To be fair to Taylor he was pretty clear about his intentions during Monday’s locker room cleanout, where he mentioned that he was getting a second opinion on the groin and that if needed he’d undergo surgery asap in an effort to “get back and attack the off-season,” adding that it’s “not about the guarantee.” He certainly didn’t sound of a guy that was trying to pull one over on the franchise and if that was truly his intent he would have been better served to drag his feet in scheduling the procedure.

Still, the passive-aggressive statement indicates that the Bills feel he went rogue in making his decision. To put it in perspective, let’s compare to the team’s statement from last May when a similar choice was made regarding first-round draft pick Shaq Lawson’s injured shoulder.

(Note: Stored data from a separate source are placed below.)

//! Health sweep — probe every cached worker once and evict the dead.

use std::sync::Arc;
use std::time::Instant;

use serde::Serialize;
use tokio::task::JoinSet;
use tracing::{debug, error, info};

use warpreg_health::probe_with_retry;

use crate::registry::Registry;

/// What a single sweep did.
#[derive(Debug, Clone, Default, PartialEq, Eq, Serialize)]
pub struct SweepReport {
    /// Workers whose probe sequence ran to completion.
    pub probed: usize,
    /// Ids confirmed healthy, sorted.
    pub healthy: Vec<String>,
    /// Ids evicted after exhausting their attempts, sorted.
    pub evicted: Vec<String>,
}

impl Registry {
    /// Probe every registered worker concurrently.
    ///
    /// Workers are snapshotted up front, so registrations that arrive
    /// mid-sweep wait for the next one. A worker that never answers healthy
    /// within the retry budget is removed from the cache and the store,
    /// unless it re-registered at another address in the meantime.
    pub async fn check_all_workers(&self) -> SweepReport {
        let started = Instant::now();

        let targets: Vec<(String, String)> = {
            let workers = self.workers.lock().expect("workers lock");
            workers
                .values()
                .map(|w| (w.id.clone(), w.address()))
                .collect()
        };
        debug!(workers = targets.len(), "health sweep starting");

        let mut probes = JoinSet::new();
        for (id, address) in targets {
            let prober = Arc::clone(&self.prober);
            let policy = self.retry;
            probes.spawn(async move {
                let outcome = probe_with_retry(prober.as_ref(), &address, &policy).await;
                (id, address, outcome)
            });
        }

        let mut report = SweepReport::default();
        while let Some(joined) = probes.join_next().await {
            let (id, address, outcome) = match joined {
                Ok(done) => done,
                Err(e) => {
                    error!(error = %e, "health probe task failed");
                    continue;
                }
            };
            report.probed += 1;

            if outcome.healthy {
                self.update_health(&id, true);
                report.healthy.push(id);
            } else if self.evict_if_unchanged(&id, &address) {
                info!(
                    worker_id = %id,
                    %address,
                    attempts = outcome.attempts,
                    "worker failed every health probe, evicted"
                );
                report.evicted.push(id);
            }
        }

        report.healthy.sort();
        report.evicted.sort();

        let elapsed = started.elapsed();
        self.metrics
            .record_sweep(report.probed, report.evicted.len(), elapsed);
        debug!(
            probed = report.probed,
            evicted = report.evicted.len(),
            elapsed_ms = elapsed.as_millis() as u64,
            "health sweep finished"
        );
        report
    }
}

#[cfg(test)]
mod tests {
    use super::*;
    use std::time::Duration;
    use warpreg_health::{ProbeResult, RetryPolicy, ScriptedProber};
    use warpreg_state::{StateStore, WorkerStore};

    fn setup(prober: ScriptedProber) -> (Registry, Arc<StateStore>, Arc<ScriptedProber>) {
        let store = Arc::new(StateStore::open_in_memory().unwrap());
        let prober = Arc::new(prober);
        let registry = Registry::open(
            store.clone(),
            prober.clone(),
            RetryPolicy::new(4, Duration::from_millis(1)),
        )
        .unwrap();
        (registry, store, prober)
    }

    #[tokio::test]
    async fn empty_registry_sweeps_nothing() {
        let (registry, _store, _prober) = setup(ScriptedProber::new(ProbeResult::Healthy));
        let report = registry.check_all_workers().await;
        assert_eq!(report, SweepReport::default());
        assert_eq!(registry.metrics().sweep_totals().sweeps, 1);
    }

    #[tokio::test]
    async fn healthy_worker_kept_and_marked() {
        let (registry, store, prober) = setup(ScriptedProber::new(ProbeResult::Healthy));
        registry.register("w1", "10.0.0.5", 8080, None).unwrap();
        registry.update_health("w1", false);

        let report = registry.check_all_workers().await;

        assert_eq!(report.healthy, vec!["w1"]);
        assert!(report.evicted.is_empty());
        assert!(registry.get_worker("w1").unwrap().is_healthy);
        assert!(store.get_worker("w1").unwrap().unwrap().is_healthy);
        assert_eq!(prober.calls("10.0.0.5:8080"), 1);
    }

    #[tokio::test]
    async fn exhausted_worker_evicted_everywhere() {
        let (registry, store, prober) = setup(ScriptedProber::new(ProbeResult::Healthy));
        prober.pin("10.0.0.5:8080", ProbeResult::Failed);
        registry.register("w1", "10.0.0.5", 8080, None).unwrap();

        let report = registry.check_all_workers().await;

        assert_eq!(report.evicted, vec!["w1"]);
        assert_eq!(report.probed, 1);
        assert_eq!(prober.calls("10.0.0.5:8080"), 4);
        assert!(registry.get_worker("w1").is_none());
        assert!(store.get_worker("w1").unwrap().is_none());
        assert_eq!(registry.metrics().sweep_totals().evicted, 1);
        assert_eq!(registry.metrics().worker_health("w1"), None);
    }

    #[tokio::test]
    async fn worker_that_moved_mid_sweep_is_kept() {
        let prober = ScriptedProber::new(ProbeResult::Healthy).with_delay(Duration::from_millis(30));
        let (registry, store, prober) = setup(prober);
        prober.pin("10.0.0.5:8080", ProbeResult::Failed);
        registry.register("w1", "10.0.0.5", 8080, None).unwrap();

        let sweeper = registry.clone();
        let sweep = tokio::spawn(async move { sweeper.check_all_workers().await });
        while prober.calls("10.0.0.5:8080") == 0 {
            tokio::time::sleep(Duration::from_millis(1)).await;
        }
        registry.register("w1", "10.0.0.5", 9000, None).unwrap();

        let report = sweep.await.unwrap();

        assert_eq!(report.probed, 1);
        assert!(report.evicted.is_empty());
        assert!(report.healthy.is_empty());
        assert_eq!(registry.get_worker("w1").unwrap().http_port, 9000);
        assert_eq!(store.get_worker("w1").unwrap().unwrap().http_port, 9000);
        assert_eq!(registry.metrics().worker_health("w1"), Some(true));
        assert_eq!(registry.metrics().sweep_totals().evicted, 0);
    }
}
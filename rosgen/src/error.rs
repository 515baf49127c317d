use thiserror::Error;

/// Single-value input validation failures.
#[derive(Debug, Clone, PartialEq, Eq, Error)]
pub enum ValidationError {
    /// VLAN id outside the usable range or inside the reserved set.
    #[error("VLAN id {0} is outside the usable range 2-4094")]
    VlanIdOutOfRange(u32),
    /// VLAN id that is not a number at all.
    #[error("VLAN id '{0}' is not numeric")]
    VlanIdNotNumeric(String),
    /// MAC address that does not parse as six colon-separated hex octets.
    #[error("malformed MAC address '{0}'")]
    MalformedMac(String),
}

/// Cross-field business rule failures.
#[derive(Debug, Clone, PartialEq, Eq, Error)]
pub enum RuleViolation {
    /// Unicast BUM mode needs at least one VTEP after synthesis.
    #[error("VXLAN '{0}' uses unicast BUM mode but has no VTEP and no remote address to synthesize one from")]
    UnicastWithoutVtep(String),
}

/// Defensive internal composition failures.
#[derive(Debug, Clone, PartialEq, Eq, Error)]
pub enum StructuralError {
    /// A section the pipeline must have produced is missing.
    #[error("expected section '{0}' missing after composition")]
    MissingSection(String),
}

/// Any failure raised while compiling a desired state into script text.
///
/// Compilation is all-or-nothing: the first error aborts the compile and no
/// partial script text is produced.
#[derive(Debug, Clone, PartialEq, Eq, Error)]
pub enum CompileError {
    #[error(transparent)]
    Validation(#[from] ValidationError),
    #[error(transparent)]
    Rule(#[from] RuleViolation),
    #[error(transparent)]
    Structure(#[from] StructuralError),
}
//! Stable priority sort for packet-marking and firewall rules.
//!
//! Priority is inferred from two substrings of each command, the free-text
//! `comment=` value and the `chain=` value, through keyword predicates
//! evaluated in a fixed order. The evaluation order is authoritative:
//! several keywords overlap (a comment can match both the games and the
//! split predicate) and downstream device behavior depends on the exact
//! resulting rule order, so predicates must not be reordered or "fixed"
//! without a regression suite of known-good outputs.

use std::cmp::Ordering;

/// Priority tiers in increasing order; unmatched commands land in the
/// terminal [`RulePriority::Default`] tier.
#[derive(Debug, Clone, Copy, PartialEq, Eq, PartialOrd, Ord)]
pub enum RulePriority {
    Accept,
    VpnEndpoint,
    OutputSpecial,
    Games,
    Split,
    NetworkRouting,
    VpnServerInbound,
    Default,
}

/// Classify one command. Predicates run in the listed order.
pub fn classify(command: &str) -> RulePriority {
    let comment = extract_param(command, "comment")
        .unwrap_or_default()
        .to_ascii_lowercase();
    let chain = extract_param(command, "chain").unwrap_or_default();

    if comment.contains("accept") {
        return RulePriority::Accept;
    }
    if comment.contains("endpoint") {
        return RulePriority::VpnEndpoint;
    }
    if chain == "output" {
        return RulePriority::OutputSpecial;
    }
    if comment.contains("game") {
        return RulePriority::Games;
    }
    if comment.contains("split") {
        return RulePriority::Split;
    }
    if comment.contains("network") || comment.contains("routing") || comment.contains("route") {
        return RulePriority::NetworkRouting;
    }
    if comment.contains("vpn server") || comment.contains("inbound") {
        return RulePriority::VpnServerInbound;
    }
    RulePriority::Default
}

/// Secondary ordering inside one tier.
///
/// A `mark-connection` command must precede its paired `mark-routing`
/// command; inside the Accept tier ties break by a fixed chain order.
/// Commands tying on both keys keep their input order (the sort is stable),
/// which generators emitting dependent multi-command groups rely on.
fn sub_priority(tier: RulePriority, command: &str) -> u8 {
    if tier == RulePriority::Accept {
        return match extract_param(command, "chain").unwrap_or_default() {
            "prerouting" => 0,
            "postrouting" => 1,
            "output" => 2,
            "input" => 3,
            "forward" => 4,
            _ => 5,
        };
    }
    match extract_param(command, "action").unwrap_or_default() {
        "mark-connection" => 0,
        "mark-routing" => 1,
        _ => 2,
    }
}

/// Stable priority sort of one section's commands in place.
pub fn sort_marking_rules(commands: &mut [String]) {
    commands.sort_by(|a, b| {
        let tier_a = classify(a);
        let tier_b = classify(b);
        match tier_a.cmp(&tier_b) {
            Ordering::Equal => sub_priority(tier_a, a).cmp(&sub_priority(tier_b, b)),
            unequal => unequal,
        }
    });
}

/// Extract the value of `key=` from a command, handling both quoted values
/// (up to the closing unescaped quote) and bare tokens (up to whitespace).
pub(crate) fn extract_param<'a>(command: &'a str, key: &str) -> Option<&'a str> {
    let needle = format!("{key}=");
    let mut search_from = 0;
    loop {
        let found = command[search_from..].find(&needle)? + search_from;
        // Must start a parameter, not the tail of a longer key.
        if found > 0 && !matches!(command.as_bytes()[found - 1], b' ' | b'\t') {
            search_from = found + needle.len();
            continue;
        }
        let value = &command[found + needle.len()..];
        return Some(if let Some(quoted) = value.strip_prefix('"') {
            let mut end = 0;
            let bytes = quoted.as_bytes();
            while end < bytes.len() {
                match bytes[end] {
                    b'\\' => end += 2,
                    b'"' => break,
                    _ => end += 1,
                }
            }
            &quoted[..end.min(quoted.len())]
        } else {
            value.split_whitespace().next().unwrap_or("")
        });
    }
}
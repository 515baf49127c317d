use std::fs;
use std::path::Path;

use anyhow::{bail, Context, Result};
use clap::Parser;
use colored::Colorize;

use rosgen::compile::{compile, compile_document};
use rosgen::state::DesiredState;
use script_doc_core::{format_sections, format_summary};

mod cli;

use cli::{CheckArgs, Cli, Command, CompileArgs, OutputFormat, SectionsArgs};

fn main() -> Result<()> {
    let cli = Cli::parse();

    match cli.command {
        Command::Compile(args) => run_compile(args),
        Command::Check(args) => run_check(args),
        Command::Sections(args) => run_sections(args),
    }
}

fn run_compile(args: CompileArgs) -> Result<()> {
    let state = load_state(&args.state)?;
    let script = compile(&state)
        .with_context(|| format!("failed to compile {}", args.state.display()))?;

    match &args.output {
        Some(path) => fs::write(path, script)
            .with_context(|| format!("failed to write script {}", path.display()))?,
        None => print!("{script}"),
    }
    Ok(())
}

fn run_check(args: CheckArgs) -> Result<()> {
    let state = load_state(&args.state)?;
    match compile_document(&state) {
        Ok(document) => {
            println!("{} {}", "ok".green(), format_summary(&document));
            Ok(())
        }
        Err(err) => {
            println!("{} {err}", "invalid".red());
            bail!("state does not compile: {err}");
        }
    }
}

fn run_sections(args: SectionsArgs) -> Result<()> {
    let state = load_state(&args.state)?;
    let document = compile_document(&state)
        .with_context(|| format!("failed to compile {}", args.state.display()))?;

    match args.format {
        OutputFormat::Text => {
            println!("{}", format_sections(&document));
            println!("{}", format_summary(&document).cyan());
        }
        OutputFormat::Json => println!("{}", serde_json::to_string_pretty(&document)?),
    }
    Ok(())
}

/// Load a desired-state document, picking the parser by file extension.
fn load_state(path: &Path) -> Result<DesiredState> {
    let raw = fs::read_to_string(path)
        .with_context(|| format!("failed to read {}", path.display()))?;
    match path.extension().and_then(|e| e.to_str()) {
        Some("json") => serde_json::from_str(&raw)
            .with_context(|| format!("failed to parse JSON state {}", path.display())),
        Some("toml") => toml::from_str(&raw)
            .with_context(|| format!("failed to parse TOML state {}", path.display())),
        _ => bail!(
            "unsupported state file extension for {}; use .json or .toml",
            path.display()
        ),
    }
}
//! VXLAN overlay generator.

use script_doc_core::ScriptDocument;

use super::tunnel::{point_to_point_bundle, TunnelClass};
use super::CommandBuilder;
use crate::error::{CompileError, RuleViolation};
use crate::section;
use crate::state::{BumMode, VtepPeer, VxlanSpec};
use crate::validate::ensure_mac;

/// Build the fragment for one VXLAN overlay: the interface creation command
/// followed by one VTEP command per peer.
///
/// When no VTEP is configured but a single remote address is given, exactly
/// one default VTEP is synthesized from it. Unicast BUM mode requires at
/// least one VTEP after synthesis; multicast tolerates none.
pub fn generate(spec: &VxlanSpec) -> Result<ScriptDocument, CompileError> {
    if let Some(mac) = &spec.mac_address {
        ensure_mac(mac)?;
    }

    let vteps = effective_vteps(spec);
    if spec.bum_mode == BumMode::Unicast && vteps.is_empty() {
        return Err(RuleViolation::UnicastWithoutVtep(spec.name.clone()).into());
    }

    let command = CommandBuilder::new("add")
        .arg("name", &spec.name)
        .arg("vni", spec.vni)
        .opt("port", spec.port)
        .opt("local-address", spec.local_address)
        .opt("mtu", spec.mtu)
        .opt("mac-address", spec.mac_address.as_deref())
        .opt_quoted("comment", spec.comment.as_deref())
        .build();

    let mut fragment = ScriptDocument::new();
    fragment.push_command(section::VXLAN, command);

    for vtep in &vteps {
        let command = CommandBuilder::new("add")
            .arg("interface", &spec.name)
            .arg("remote-ip", vtep.remote)
            .opt_quoted("comment", vtep.comment.as_deref())
            .build();
        fragment.push_command(section::VXLAN_VTEPS, command);
    }

    if let Some(local) = spec.local_address {
        if spec.remote_address.is_some() {
            point_to_point_bundle(&mut fragment, TunnelClass::Vxlan, &spec.name, local);
        }
    }
    Ok(fragment)
}

fn effective_vteps(spec: &VxlanSpec) -> Vec<VtepPeer> {
    if !spec.vteps.is_empty() {
        return spec.vteps.clone();
    }
    match spec.remote_address {
        Some(remote) => vec![VtepPeer {
            remote,
            comment: None,
        }],
        None => Vec::new(),
    }
}
//! Section generators.
//!
//! One module per feature domain, each a pure function from a narrow slice
//! of [`crate::state::DesiredState`] to a [`script_doc_core::ScriptDocument`]
//! fragment. Generators share one contract: identical input yields an
//! identical, byte-stable command list — no randomness, no clock reads, no
//! I/O. An absent feature yields an empty fragment, never an error.

use std::fmt::Display;

pub mod automation;
pub mod baseline;
pub mod dhcp_client;
pub mod dns_policy;
pub mod tunnel;
pub mod vlan;
pub mod vxlan;
pub mod wan;

/// Quote a value for RouterOS: wrap in double quotes and escape the
/// characters the CLI would otherwise interpret.
pub(crate) fn quote(value: &str) -> String {
    let mut out = String::with_capacity(value.len() + 2);
    out.push('"');
    for c in value.chars() {
        match c {
            '\\' | '"' | '$' => {
                out.push('\\');
                out.push(c);
            }
            _ => out.push(c),
        }
    }
    out.push('"');
    out
}

/// Builds one command as `verb key=value ...` with a fixed parameter order.
///
/// Optional parameters are appended only when present; boolean parameters
/// always render as the literal `yes`/`no`.
pub(crate) struct CommandBuilder {
    parts: Vec<String>,
}

impl CommandBuilder {
    pub fn new(verb: impl Into<String>) -> Self {
        Self {
            parts: vec![verb.into()],
        }
    }

    pub fn arg(mut self, key: &str, value: impl Display) -> Self {
        self.parts.push(format!("{key}={value}"));
        self
    }

    pub fn quoted(self, key: &str, value: &str) -> Self {
        let quoted = quote(value);
        self.arg(key, quoted)
    }

    pub fn flag(self, key: &str, on: bool) -> Self {
        self.arg(key, if on { "yes" } else { "no" })
    }

    pub fn opt(self, key: &str, value: Option<impl Display>) -> Self {
        match value {
            Some(value) => self.arg(key, value),
            None => self,
        }
    }

    pub fn opt_quoted(self, key: &str, value: Option<&str>) -> Self {
        match value {
            Some(value) => self.quoted(key, value),
            None => self,
        }
    }

    pub fn opt_flag(self, key: &str, value: Option<bool>) -> Self {
        match value {
            Some(on) => self.flag(key, on),
            None => self,
        }
    }

    pub fn build(self) -> String {
        self.parts.join(" ")
    }
}
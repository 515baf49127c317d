//! IPIP, EoIP and GRE tunnel generators.
//!
//! The three classes share the point-to-point [`TunnelSpec`]; each class
//! builds exactly one `add` command with conditional parameters in a fixed
//! order. A specification carrying both addresses additionally gets the
//! point-to-point bundle: a /30 interface address, generic plus class
//! interface-list memberships, and an address-list entry for the derived
//! /30 network. The bundle is emitted as a whole or not at all.

use std::net::Ipv4Addr;

use script_doc_core::ScriptDocument;

use super::CommandBuilder;
use crate::section;
use crate::state::{EoipSpec, TunnelSpec};

/// Tunnel class, mapped to its section and interface-list name.
#[derive(Debug, Clone, Copy, PartialEq, Eq)]
pub enum TunnelClass {
    Ipip,
    Eoip,
    Gre,
    Vxlan,
}

impl TunnelClass {
    pub fn section(self) -> &'static str {
        match self {
            TunnelClass::Ipip => section::IPIP,
            TunnelClass::Eoip => section::EOIP,
            TunnelClass::Gre => section::GRE,
            TunnelClass::Vxlan => section::VXLAN,
        }
    }

    pub fn list_name(self) -> &'static str {
        match self {
            TunnelClass::Ipip => "IPIP",
            TunnelClass::Eoip => "EOIP",
            TunnelClass::Gre => "GRE",
            TunnelClass::Vxlan => "VXLAN",
        }
    }
}

/// Apply generator-local business rules before any command is built.
///
/// An IPsec secret disables fast path on the device, so `allow-fast-path`
/// is forced to `no` whenever a secret is present, even if the caller asked
/// for `yes`. Without a secret the caller's value passes through unchanged.
pub fn normalize(spec: &TunnelSpec) -> TunnelSpec {
    let mut out = spec.clone();
    if out.ipsec_secret.is_some() {
        out.allow_fast_path = Some(false);
    }
    out
}

/// Build the fragment for one IPIP tunnel.
pub fn generate_ipip(spec: &TunnelSpec) -> ScriptDocument {
    emit(TunnelClass::Ipip, &normalize(spec), None)
}

/// Build the fragment for one GRE tunnel.
pub fn generate_gre(spec: &TunnelSpec) -> ScriptDocument {
    emit(TunnelClass::Gre, &normalize(spec), None)
}

/// Build the fragment for one EoIP tunnel.
pub fn generate_eoip(spec: &EoipSpec) -> ScriptDocument {
    emit(TunnelClass::Eoip, &normalize(&spec.tunnel), Some(spec.tunnel_id))
}

fn emit(class: TunnelClass, spec: &TunnelSpec, tunnel_id: Option<u32>) -> ScriptDocument {
    let command = CommandBuilder::new("add")
        .arg("name", &spec.name)
        .opt("tunnel-id", tunnel_id)
        .opt("local-address", spec.local_address)
        .opt("remote-address", spec.remote_address)
        .opt("mtu", spec.mtu)
        .opt("keepalive", spec.keepalive.as_deref())
        .opt_quoted("ipsec-secret", spec.ipsec_secret.as_deref())
        .opt_flag("allow-fast-path", spec.allow_fast_path)
        .opt("dscp", spec.dscp)
        .opt_flag("clamp-tcp-mss", spec.clamp_tcp_mss)
        .opt_quoted("comment", spec.comment.as_deref())
        .build();

    let mut fragment = ScriptDocument::new();
    fragment.push_command(class.section(), command);

    if let (Some(local), Some(_remote)) = (spec.local_address, spec.remote_address) {
        point_to_point_bundle(&mut fragment, class, &spec.name, local);
    }
    fragment
}

/// Emit the /30 addressing bundle for a tunnel whose both ends are known.
pub(crate) fn point_to_point_bundle(
    fragment: &mut ScriptDocument,
    class: TunnelClass,
    name: &str,
    local: Ipv4Addr,
) {
    let address = CommandBuilder::new("add")
        .arg("address", format!("{local}/30"))
        .arg("interface", name)
        .build();
    fragment.push_command(section::IP_ADDRESS, address);

    let generic = CommandBuilder::new("add")
        .arg("interface", name)
        .arg("list", "TUNNEL")
        .build();
    let specific = CommandBuilder::new("add")
        .arg("interface", name)
        .arg("list", class.list_name())
        .build();
    fragment.push_command(section::LIST_MEMBER, generic);
    fragment.push_command(section::LIST_MEMBER, specific);

    let network = slash30_network(local);
    let list_entry = CommandBuilder::new("add")
        .arg("address", format!("{network}/30"))
        .arg("list", "tunnel-nets")
        .quoted("comment", name)
        .build();
    fragment.push_command(section::ADDRESS_LIST, list_entry);
}

/// Network address of the /30 containing `address`.
pub(crate) fn slash30_network(address: Ipv4Addr) -> Ipv4Addr {
    Ipv4Addr::from(u32::from(address) & !0b11)
}
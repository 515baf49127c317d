use std::path::PathBuf;

use clap::{Parser, ValueEnum};

#[derive(Parser, Debug)]
#[command(name = "rosgen")]
#[command(about = "Compile a desired network state into a RouterOS script")]
pub struct Cli {
    #[command(subcommand)]
    pub command: Command,
}

#[derive(clap::Subcommand, Debug)]
pub enum Command {
    /// Compile a desired-state file and print or write the script.
    Compile(CompileArgs),
    /// Compile a desired-state file and report success without emitting it.
    Check(CheckArgs),
    /// List the sections and command counts the state compiles to.
    Sections(SectionsArgs),
}

#[derive(Parser, Debug)]
pub struct CompileArgs {
    /// Desired-state document (.json or .toml).
    pub state: PathBuf,
    /// Write the script here instead of stdout.
    #[arg(short, long)]
    pub output: Option<PathBuf>,
}

#[derive(Parser, Debug)]
pub struct CheckArgs {
    pub state: PathBuf,
}

#[derive(Parser, Debug)]
pub struct SectionsArgs {
    pub state: PathBuf,
    #[arg(long, value_enum, default_value_t = OutputFormat::Text)]
    pub format: OutputFormat,
}

#[derive(ValueEnum, Clone, Copy, Debug)]
pub enum OutputFormat {
    Text,
    Json,
}
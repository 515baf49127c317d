//! WAN uplink generator.
//!
//! Each configured link contributes: one interface configuration command
//! (station-mode SSID/passphrase for wireless, an identifying comment for
//! wired), one DHCP client whose embedded script rewrites the static route
//! matched by a fixed comment to the freshly learned gateway, and two
//! interface-list memberships (generic `WAN` plus the link-specific list).

use script_doc_core::ScriptDocument;

use super::dhcp_client::{self, DhcpClientOptions};
use super::CommandBuilder;
use crate::error::ValidationError;
use crate::section;
use crate::state::{WanConfig, WanLink, WanMedia};

/// Comment key of the static route a link's DHCP script rewrites.
pub fn route_comment(link_name: &str) -> String {
    format!("route-{link_name}")
}

/// Build fragments for both links. Absent links contribute nothing.
pub fn generate(config: &WanConfig) -> Result<ScriptDocument, ValidationError> {
    let mut fragment = ScriptDocument::new();
    if let Some(link) = &config.primary {
        emit_link(&mut fragment, link, "WAN1")?;
    }
    if let Some(link) = &config.secondary {
        emit_link(&mut fragment, link, "WAN2")?;
    }
    Ok(fragment)
}

fn emit_link(
    fragment: &mut ScriptDocument,
    link: &WanLink,
    name: &str,
) -> Result<(), ValidationError> {
    if let Some(mac) = &link.mac_clone {
        crate::validate::ensure_mac(mac)?;
    }

    match &link.media {
        WanMedia::Wireless { ssid, passphrase } => {
            let command = CommandBuilder::new(set_target(&link.interface))
                .arg("configuration.mode", "station")
                .quoted("configuration.ssid", ssid)
                .quoted("security.passphrase", passphrase)
                .opt("mac-address", link.mac_clone.as_deref())
                .flag("disabled", false)
                .build();
            fragment.push_command(section::WIFI, command);
        }
        WanMedia::Wired => {
            let command = CommandBuilder::new(set_target(&link.interface))
                .opt("mac-address", link.mac_clone.as_deref())
                .quoted("comment", &format!("{name} uplink"))
                .build();
            fragment.push_command(section::ETHERNET, command);
        }
    }

    fragment.merge_from(&dhcp_client::generate(&DhcpClientOptions {
        interface: link.interface.clone(),
        add_default_route: false,
        use_peer_dns: false,
        use_peer_ntp: false,
        comment: Some(name.to_string()),
        script: Some(gateway_rewrite_script(name)),
        ..Default::default()
    }));

    let generic = CommandBuilder::new("add")
        .arg("interface", &link.interface)
        .arg("list", "WAN")
        .quoted("comment", name)
        .build();
    let specific = CommandBuilder::new("add")
        .arg("interface", &link.interface)
        .arg("list", name)
        .build();
    fragment.push_command(section::LIST_MEMBER, generic);
    fragment.push_command(section::LIST_MEMBER, specific);
    Ok(())
}

fn set_target(interface: &str) -> String {
    format!("set [ find default-name={interface} ]")
}

/// DHCP activation script: on bind, point the link's static route (found by
/// its fixed comment) at the learned gateway.
fn gateway_rewrite_script(name: &str) -> String {
    format!(
        ":if ($bound=1) do={{/ip route set [ find comment=\"{}\" ] gateway=$\"gateway-address\"}}",
        route_comment(name)
    )
}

The difference in tone is almost deafening. They explained the decision as if the franchise was looking out for Lawson’s long-term health and called it “the best course of action.” Then in the latter portion Doug Whaley even commended the rookie for agreeing to the surgery and putting the team’s goals before his own. Even the fact that it was two paragraphs versus two sentences is pretty striking. These profoundly different statements show the difference between a team being in the loop on the final determination and supporting it, versus not.

In all likelihood, the injury clause in Taylor’s contract will become a moot point but it doesn’t mask the fact that the relationship between the two parties has become seriously strained since the Bills decided to bench the second-year starter for Week 17.